Publishing Party Names in UDRP Decisions
As for the issue of whether WIPO will publish party names in UDRP decisions even where, post-GDPR, a domain name registrant's identity has been withheld from the whois database -- the short answer appears to be "yes."
In connection with this answer, WIPO cites paragraph 4(j) of the UDRP, which requires that providers such as WIPO must publish their decisions "in full over the Internet, except when an Administrative Panel determines in an exceptional case to redact portions of its decision." WIPO also notes:
Publication of party names in UDRP decisions is essential to the overall functioning of the UDRP in that it helps to explain the panel’s findings, supports jurisprudential consistency, facilitates the conduct of other cases as appropriate, and furthermore can provide a deterrent effect.
WIPO's decision to publish the identity of domain name registrants in GDPR-redacted cases is consistent with its longstanding practice of publishing the identity of domain name registrants using privacy or proxy services (at least where the registrars provide that information to WIPO during the UDRP's administrative compliance process).
Still, however, WIPO indicates that a domain name registrant may ask a UDRP panel to redact its name from a decision -- if such request is "appropriately motivated." While WIPO doesn't elaborate on what an appropriate motivation might be, previous UDRP decisions (pre-GDPR) have redacted party names only in very narrow circumstances, such as where a registrant appears to have used the details of a third party in registering a domain name.

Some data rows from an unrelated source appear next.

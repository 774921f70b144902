//! 配置管理模块
//!
//! 提供配置文件解析和验证功能

pub mod loader;
pub mod types;

// 重新导出主要类型
pub use loader::{get_default_config_path, ConfigLoader, TomlConfigLoader, SAMPLE_CONFIG};
pub use types::{validate_config, Config, GlobalConfig, TargetConfig};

The Not-So-Temporary Specification
Finally, WIPO's updated GDPR guidance comes as ICANN continues to struggle with the so-called "Temporary Specification" (see "Despite GDPR, UDRP Survives"), which addresses how registrars should handle registrant data in Whois records as a result of the GDPR.
As WIPO states:
ICANN’s Temporary Specification moreover identifies for future action, the need to develop “methods to provide potential URS and UDRP complainants with sufficient access to Registration Data to support good-faith filings of complaints.” Separate from WIPO’s UDRP provider function, with a view to addressing broader intellectual property (IP) enforcement concerns occasioned by GDPR implementation, WIPO is involved in stakeholder discussions on a possible WhoIs access model, including as to a potential WIPO role to certify IP owners’ rights for such access.
Just one day before WIPO updated its GDPR web page, ICANN announced that it had reaffirmed the Temporary Specification for an additional 90 days because its "requirements continue to be justified in order to maintain the stability or security of registry services, registrar services or the DNS."